Appeal from the grant of a preliminary injunction. Dismissed as moot.
GARY SINAWSKI, New York, NY (Harry Kresky, on the brief), for Plaintiffs-Appellees.
JULIE STEINER, Assistant Corporation Counsel, for Michael A. Cardozo, Corporation Counsel of the City of New York, New York, NY (Barry P. Schwartz, of counsel), for Defendants-Appellants.

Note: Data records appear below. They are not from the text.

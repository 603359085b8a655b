//! Mobile application management
//!
//! CRUD over `/deviceAppManagement/mobileApps`, relationship and assignment
//! management, the Win32 LOB content endpoints, and the two high-level
//! upload entry points that drive the full content pipeline.

use intune_domain::{
    Assignment, FileEncryptionInfo, IntuneError, MobileApp, MobileAppContentFile, Result,
    WIN32_LOB_APP_TYPE,
};
use serde_json::{json, Value};

use super::collection::Collection;
use crate::http::{GraphClient, GraphRequest};
use crate::upload::{ContentUploadPipeline, UploadOptions};

const BASE: &str = "/deviceAppManagement/mobileApps";

/// Proxy for the mobile application resource family.
#[derive(Clone)]
pub struct MobileApps {
    collection: Collection,
}

impl MobileApps {
    pub(crate) fn new(client: GraphClient) -> Self {
        Self { collection: Collection::new(client, BASE) }
    }

    fn client(&self) -> &GraphClient {
        self.collection.client()
    }

    pub(crate) fn transport(&self) -> &reqwest::Client {
        self.client().transport()
    }

    // ------------------------------------------------------------------
    // CRUD
    // ------------------------------------------------------------------

    /// List every application in the tenant, following pagination.
    pub async fn list(&self) -> Result<Vec<MobileApp>> {
        let items = self.collection.list().await?;
        items
            .into_iter()
            .map(|item| {
                serde_json::from_value(item)
                    .map_err(|e| IntuneError::Decode(format!("failed to decode app: {e}")))
            })
            .collect()
    }

    pub async fn get(&self, app_id: &str) -> Result<MobileApp> {
        self.client().send_as(&GraphRequest::get(self.collection.item_path(app_id))).await
    }

    pub async fn create(&self, app: &MobileApp) -> Result<MobileApp> {
        let body = serde_json::to_value(app)
            .map_err(|e| IntuneError::Decode(format!("failed to serialize app: {e}")))?;
        let created = self.collection.create(body).await?;
        serde_json::from_value(created)
            .map_err(|e| IntuneError::Decode(format!("failed to decode created app: {e}")))
    }

    pub async fn update(&self, app_id: &str, app: &MobileApp) -> Result<MobileApp> {
        let body = serde_json::to_value(app)
            .map_err(|e| IntuneError::Decode(format!("failed to serialize app: {e}")))?;
        let updated = self.collection.update(app_id, body).await?;
        serde_json::from_value(updated)
            .map_err(|e| IntuneError::Decode(format!("failed to decode updated app: {e}")))
    }

    pub async fn delete(&self, app_id: &str) -> Result<()> {
        self.collection.delete(app_id).await
    }

    // ------------------------------------------------------------------
    // Win32 LOB content endpoints (consumed by the upload pipeline)
    // ------------------------------------------------------------------

    fn content_versions_path(&self, app_id: &str) -> String {
        format!("{BASE}/{app_id}/microsoft.graph.win32LobApp/contentVersions")
    }

    fn content_file_path(&self, app_id: &str, version_id: &str, file_id: &str) -> String {
        format!("{}/{version_id}/files/{file_id}", self.content_versions_path(app_id))
    }

    /// Open a new (empty) content version under a Win32 LOB app.
    pub async fn create_content_version(&self, app_id: &str) -> Result<Value> {
        self.client()
            .send(&GraphRequest::post(self.content_versions_path(app_id), json!({})))
            .await
    }

    /// Register a content file's metadata under a content version.
    pub async fn register_content_file(
        &self,
        app_id: &str,
        version_id: &str,
        file: &MobileAppContentFile,
    ) -> Result<Value> {
        let body = serde_json::to_value(file)
            .map_err(|e| IntuneError::Decode(format!("failed to serialize file: {e}")))?;
        let path = format!("{}/{version_id}/files", self.content_versions_path(app_id));
        self.client().send(&GraphRequest::post(path, body)).await
    }

    /// Fetch a content file resource; carries `azureStorageUri` once the
    /// storage destination exists and `uploadState` throughout.
    pub async fn get_content_file(
        &self,
        app_id: &str,
        version_id: &str,
        file_id: &str,
    ) -> Result<Value> {
        self.client()
            .send(&GraphRequest::get(self.content_file_path(app_id, version_id, file_id)))
            .await
    }

    /// Commit an uploaded file with its encryption manifest.
    pub async fn commit_content_file(
        &self,
        app_id: &str,
        version_id: &str,
        file_id: &str,
        encryption: &FileEncryptionInfo,
    ) -> Result<()> {
        let encryption = serde_json::to_value(encryption)
            .map_err(|e| IntuneError::Decode(format!("failed to serialize encryption: {e}")))?;
        let path = format!("{}/commit", self.content_file_path(app_id, version_id, file_id));
        self.client()
            .send(&GraphRequest::post(path, json!({ "fileEncryptionInfo": encryption })))
            .await?;
        Ok(())
    }

    /// Mark a content version as the app's committed (active) one.
    pub async fn commit_app(&self, app_id: &str, version_id: &str) -> Result<()> {
        let body = json!({
            "@odata.type": WIN32_LOB_APP_TYPE,
            "committedContentVersion": version_id,
        });
        self.client()
            .send(&GraphRequest::patch(self.collection.item_path(app_id), body))
            .await?;
        Ok(())
    }

    // ------------------------------------------------------------------
    // Upload pipeline entry points
    // ------------------------------------------------------------------

    /// Create a Win32 LOB application and upload its (pre-encrypted) content
    /// package, running every stage through the final app commit. Returns
    /// the application as created.
    pub async fn create_with_content(
        &self,
        app: &MobileApp,
        encryption: &FileEncryptionInfo,
        file: &MobileAppContentFile,
        payload: &[u8],
        options: UploadOptions,
    ) -> Result<MobileApp> {
        ContentUploadPipeline::new(self, options).create(app, encryption, file, payload).await
    }

    /// Upload a replacement content package for an existing application.
    /// Returns the final upload state reported by the service.
    pub async fn replace_content(
        &self,
        app_id: &str,
        encryption: &FileEncryptionInfo,
        file: &MobileAppContentFile,
        payload: &[u8],
        options: UploadOptions,
    ) -> Result<String> {
        ContentUploadPipeline::new(self, options).replace(app_id, encryption, file, payload).await
    }

    // ------------------------------------------------------------------
    // Relationships (dependencies / supersedence)
    // ------------------------------------------------------------------

    pub async fn list_relationships(&self, app_id: &str) -> Result<Vec<Value>> {
        self.collection.nested(app_id, "relationships").list().await
    }

    pub async fn get_relationship(&self, app_id: &str, relationship_id: &str) -> Result<Value> {
        self.collection.nested(app_id, "relationships").get(relationship_id).await
    }

    pub async fn update_relationship(
        &self,
        app_id: &str,
        relationship_id: &str,
        relationship: Value,
    ) -> Result<Value> {
        self.collection.nested(app_id, "relationships").update(relationship_id, relationship).await
    }

    pub async fn delete_relationship(&self, app_id: &str, relationship_id: &str) -> Result<()> {
        self.collection.nested(app_id, "relationships").delete(relationship_id).await
    }

    /// Add a relationship. The relationships POST endpoint is not functional
    /// service-side, so this goes through `updateRelationships` with the
    /// existing set plus the new entry, then reads the set back to return
    /// the created entry.
    pub async fn create_relationship(&self, app_id: &str, relationship: Value) -> Result<Value> {
        let target_id = relationship["targetId"].as_str().map(str::to_string);

        let mut relationships = self.list_relationships(app_id).await?;
        relationships.push(relationship);
        self.post_relationships(app_id, relationships).await?;

        let updated = self.list_relationships(app_id).await?;
        updated
            .into_iter()
            .find(|r| r["targetId"].as_str().map(str::to_string) == target_id)
            .ok_or_else(|| {
                IntuneError::Decode("created relationship missing from updated set".to_string())
            })
    }

    /// Drop every relationship on the app.
    pub async fn remove_all_relationships(&self, app_id: &str) -> Result<()> {
        self.post_relationships(app_id, Vec::new()).await
    }

    async fn post_relationships(&self, app_id: &str, relationships: Vec<Value>) -> Result<()> {
        let path = format!("{BASE}/{app_id}/updateRelationships");
        self.client()
            .send(&GraphRequest::post(path, json!({ "relationships": relationships })))
            .await?;
        Ok(())
    }

    // ------------------------------------------------------------------
    // Assignments
    // ------------------------------------------------------------------

    pub async fn create_assignment(&self, app_id: &str, assignment: Value) -> Result<Value> {
        self.collection.nested(app_id, "assignments").create(assignment).await
    }

    pub async fn list_assignments(&self, app_id: &str) -> Result<Vec<Value>> {
        self.collection.nested(app_id, "assignments").list().await
    }

    pub async fn get_assignment(&self, app_id: &str, assignment_id: &str) -> Result<Value> {
        self.collection.nested(app_id, "assignments").get(assignment_id).await
    }

    pub async fn delete_assignment(&self, app_id: &str, assignment_id: &str) -> Result<()> {
        self.collection.nested(app_id, "assignments").delete(assignment_id).await
    }

    /// Replace the app's assignments wholesale via the `assign` action.
    pub async fn assign(&self, app_id: &str, assignments: Vec<Assignment>) -> Result<()> {
        let body = serde_json::to_value(assignments)
            .map_err(|e| IntuneError::Decode(format!("failed to serialize assignments: {e}")))?;
        let path = format!("{BASE}/{app_id}/assign");
        self.client()
            .send(&GraphRequest::post(path, json!({ "mobileAppAssignments": body })))
            .await?;
        Ok(())
    }
}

Before: MINER, and CALABRESI, Circuit Judges, and KEENAN, District Judge.[*]
CALABRESI, Circuit Judge.
This is an interlocutory appeal from the grant of a preliminary injunction entered against Defendants-Appellants Nero Graham, Jr., Frederick M. Umane, Weyman A. Carey, Michael J. Cilmi, Mark B. Herman, Douglas A. Kellner, Terrence C. O’Connor, Joseph J. Savino, Nancy Mottola-Schacher, and Stephen H. Weiner (collectively, “the Board of Elections,” or, “the Board”). The injunction required the Board of Elections to permit the Independence Party of Richmond County to open its September 14, 2004 primary election for Richmond County public offices to participation by voters who were not enrolled in the Independence Party, or any other political party (“unaffiliated voters”). The underlying complaint, brought by Plaintiffs-Appellees Independence Party of Richmond County, State Committee of the Independence Party of New York, Steven K. Isler, Frank Morano, Sarah Lyons, Frank M. MacKay, Bernadette Stannard, Susan Lopresti, and Kathleen Ellis (collectively, “the County Party”), stems from the refusal by the Board of Elections to honor a resolution passed by the Executive Committee of the Richmond County Independence Party declaring that Richmond County unaffiliated voters were “invited and permitted to vote in any Independence Party primary elections that may be conducted for public offices whose districts are wholly contained within Richmond County.” On September 14, 2004 an open primary took place in accordance with the preliminary injunction. We dismiss the appeal as moot.
II. Factual Background
On April 18, 2004 the County Executive Committee of the Independence Party of Richmond County adopted a resolution (“the Executive Committee Resolution”) stating:
WHEREAS, the Independence Party of Richmond County desires that registered voters who are not enrolled in any party, as well as Independence party members, be permitted to vote in Independence Party primary elections for public offices in 2004,
BE IT RESOLVED by the Executive Committee of the Independence Party of Richmond County, a quorum being present, representing and acting on behalf of the County Committee of the Independence Party of Richmond County,
THAT all registered voters of Richmond County who are not enrolled in any party, as well as Independence Party members, are hereby invited and permitted to vote in any Independence Party primary elections that may be conducted for public offices whose districts are wholly contained within Richmond County, as well as for public offices whose districts are particularly within Richmond County provided that the Independence Party of Kings County does not object.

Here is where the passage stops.